How to Find Out If Your Content Has Been Stolen
Before you can take action against someone who’s stolen your stuff, you need to know something’s been stolen in the first. This can be tricky since there are millions of website to search online.
Fortunately, there are some tools that help you discover when you’ve been robbed.
- Monitor your WordPress pingback notifications.You know those comment approval notifications you get for your WordPress website or blog? Some of those are pingback notifications of another website that has linked to yours.Scraper sites that automatically grab other people’s content and republish it without permission, as well as ignorant thieves who think it’s okay to steal as long as you give credit, often link back to the original source, and this generates a pingback. This is an easy way to find them.
- Use Copyscape to find stolen copy online.Copyscape scans the internet for duplicate content. You can enter in every page of your website for 5 cents a page, and it will return a search of any website that is using your copy online.
- Search for stolen images with Google’s Reverse Image Search.Simply upload your image or image url into the tool and it will return any image that matches it.
What to Do If Your Property Is Stolen
Now let’s say you’ve discovered that someone has stolen your content. Don’t overreact. Follow these steps in order to resolve the issue with minimum conflict.
Step 1 – Send a civil but firm email to the website owner first.
It’s possible that the thief didn’t realize they’ve stolen your content. Many wedding professionals act under the mistaken belief that if they give credit, that makes it okay. If a real person (not a scraper site, see below) has stolen from you, this is an opportunity to educate them.
Send them an email explaining that they have used your content without permission. Include a link to your original content and a link to the offending page on their site. Ask them to remove it immediately. Usually, this does the trick, even without the “or I’ll sue!” threat.
Step 2 – Send a DMCA Take Down notice.
If after waiting a week you don’t get a response from the website owner, it’s time to get more serious. The Digital Millennium Copyright Act (DMCA) in the US makes website hosts or ISPs responsible for any stolen content on a client’s website. This means they can be sued for copyright infringements, so you can go right to the host.
How to send a DMCA Take Down notice:
- Find the host of the website that has your stolen content. You can do this by using a Whois Lookup.
- Go to the web host’s site and find their DMCA contact information. This is usually an email address such as abuse@webhost.com or complaints@webhost.com, and most hosts have a DMCA procedure available on your site listing the proof you’ll need to provide.
- Modify this DMCA Take Down Notice with your information and send it to the host.
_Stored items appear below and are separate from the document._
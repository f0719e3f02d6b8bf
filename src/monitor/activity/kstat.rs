//! Kernel I/O statistics in the `kstat_io` layout, as printed by Solaris
//! `kstat -p` and by the OpenZFS SPL `/proc/spl/kstat` tables on Linux.

use std::collections::HashMap;

use crate::core::errors::{FsmonError, Result};
use crate::monitor::activity::{ActivitySample, number};
use crate::monitor::context::MonitorContext;
use crate::monitor::resolver::KstatName;

const NS_PER_MS: f64 = 1_000_000.0;

/// Read an I/O kstat through the `kstat(1M)` utility.
pub fn read(ctx: &MonitorContext, name: &KstatName) -> Result<ActivitySample> {
    let instance = name.instance.to_string();
    let args = [
        "-p",
        "-m",
        name.module.as_str(),
        "-i",
        instance.as_str(),
        "-n",
        name.name.as_str(),
    ];
    let raw = ctx.platform().command_output("kstat", &args)?;
    let source = format!("kstat {}:{}:{}", name.module, name.instance, name.name);
    let fields = parse_parseable(&raw);
    io_sample(&fields, &source, ctx.now_ms())
}

/// `module:instance:name:statistic<TAB>value` lines into a statistic map.
pub fn parse_parseable(raw: &str) -> HashMap<String, String> {
    raw.lines()
        .filter_map(|line| {
            let (key, value) = line.split_once(char::is_whitespace)?;
            let (_, statistic) = key.rsplit_once(':')?;
            Some((statistic.to_string(), value.trim().to_string()))
        })
        .collect()
}

/// SPL raw kstat: a header line, a row of column names, a row of values.
pub fn parse_spl_io(raw: &str) -> Option<HashMap<String, String>> {
    let mut lines = raw.lines().skip_while(|line| !line.trim_start().starts_with("nread"));
    let names = lines.next()?;
    let values = lines.next()?;
    Some(
        names
            .split_whitespace()
            .zip(values.split_whitespace())
            .map(|(name, value)| (name.to_string(), value.to_string()))
            .collect(),
    )
}

/// Build a sample from `nread nwritten reads writes wtime rtime`.
pub fn io_sample(
    fields: &HashMap<String, String>,
    source: &str,
    timestamp_ms: u64,
) -> Result<ActivitySample> {
    let field = |name: &str| -> Result<f64> {
        let raw = fields
            .get(name)
            .ok_or_else(|| FsmonError::parse(source, format!("missing {name}")))?;
        number(source, name, raw)
    };
    let optional = |name: &str| -> Result<Option<f64>> {
        fields
            .get(name)
            .map(|raw| number(source, name, raw))
            .transpose()
    };
    Ok(ActivitySample {
        timestamp_ms,
        read_bytes: Some(field("nread")?),
        write_bytes: Some(field("nwritten")?),
        read_ops: Some(field("reads")?),
        write_ops: Some(field("writes")?),
        read_time_ms: None,
        write_time_ms: None,
        wait_time_ms: optional("wtime")?.map(|ns| ns / NS_PER_MS),
        run_time_ms: optional("rtime")?.map(|ns| ns / NS_PER_MS),
    })
}
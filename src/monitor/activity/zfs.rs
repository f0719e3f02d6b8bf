//! ZFS pool counters and pool health.

use std::io;
use std::path::PathBuf;

use crate::core::errors::{FsmonError, Result};
use crate::monitor::activity::{ActivitySample, kstat};
use crate::monitor::context::MonitorContext;
use crate::monitor::resolver::ResolvedDevice;
use crate::platform::pal::Flavor;

fn spl_path(pool: &str, table: &str) -> PathBuf {
    PathBuf::from("/proc/spl/kstat/zfs").join(pool).join(table)
}

/// `Ok(None)` on Linux when the pool publishes no `io` kstat; OpenZFS 2.x
/// dropped it.
pub fn read(ctx: &MonitorContext, resolved: &ResolvedDevice) -> Result<Option<ActivitySample>> {
    let pool = resolved.canonical_key.as_str();
    observe_health(ctx, pool);

    match (ctx.platform().flavor(), resolved.kstat.as_ref()) {
        (Flavor::Solaris, Some(name)) => kstat::read(ctx, name).map(Some),
        (Flavor::Linux, _) => {
            let path = spl_path(pool, "io");
            let source = path.to_string_lossy().into_owned();
            let raw = match ctx.platform().read_text(&path) {
                Ok(raw) => raw,
                Err(err) if err.kind() == io::ErrorKind::NotFound => return Ok(None),
                Err(err) => return Err(FsmonError::io(&path, err)),
            };
            let fields = kstat::parse_spl_io(&raw)
                .ok_or_else(|| FsmonError::parse(&source, "no nread column header"))?;
            kstat::io_sample(&fields, &source, ctx.now_ms()).map(Some)
        }
        (flavor, _) => Err(FsmonError::parse(
            pool,
            format!("no pool statistics source on {}", flavor.as_str()),
        )),
    }
}

/// Current pool health string, e.g. `ONLINE` or `DEGRADED`.
pub fn pool_health(ctx: &MonitorContext, pool: &str) -> Result<String> {
    let platform = ctx.platform();
    if platform.flavor() == Flavor::Linux {
        let path = spl_path(pool, "state");
        if let Ok(state) = platform.read_text(&path) {
            return Ok(state.trim().to_string());
        }
    }
    let raw = platform.command_output("zpool", &["list", "-H", "-o", "health", pool])?;
    Ok(raw.trim().to_string())
}

/// Health never affects the counters; a pool that is not ONLINE is only
/// reported.
fn observe_health(ctx: &MonitorContext, pool: &str) {
    match pool_health(ctx, pool) {
        Ok(health) if health == "ONLINE" => {}
        Ok(health) => tracing::warn!("[FSM-ZFS] pool {pool} health is {health}"),
        Err(err) => tracing::debug!("[FSM-ZFS] pool {pool} health unknown: {err}"),
    }
}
Be sure to include the urls of the pages containing both the original and stolen content.
Website hosting companies are required to respond by law and they will act quickly to remove any content that violates copyright law. They’ll contact the owner of the website for you and shut down the website if the stolen content isn’t removed promptly.
If your website is hosted outside the United States, search for “copyright infringement laws in [your country]” and follow those guidelines for resolution. Learn more about international online copyright violations here.
Step 3 – Report a scraper site with the Google Scraper Report Form.
Scraper sites use bots to automatically steal content about a topic and republish it. They’re often hosted in other countries that may not be responsive to the DMCA Take Down Notice, and sometimes these sites may even outrank the original content on your own website.
Report them with the Google Scraper Report Form. Google isn’t going to do anything about the stolen content, but it may adjust the search results so that your original content ranks higher.
Step 4 – Add a footer to your RSS feed.
It’s only a matter of time before a scraper site rips off your content by grabbing your RSS feed. Use a plugin (like Yoast’s WordPress SEO) to insert a credit and link to your website at the bottom of every post in your feed, and those stupid scrapers will publish it along with the content they steal.
It’s no fun having someone steal from you, but don’t let it poison your attitude. Take action, get it resolved quickly and avoid getting obsessed with tracking down the thieves. They’ll get what’s coming to them in the end.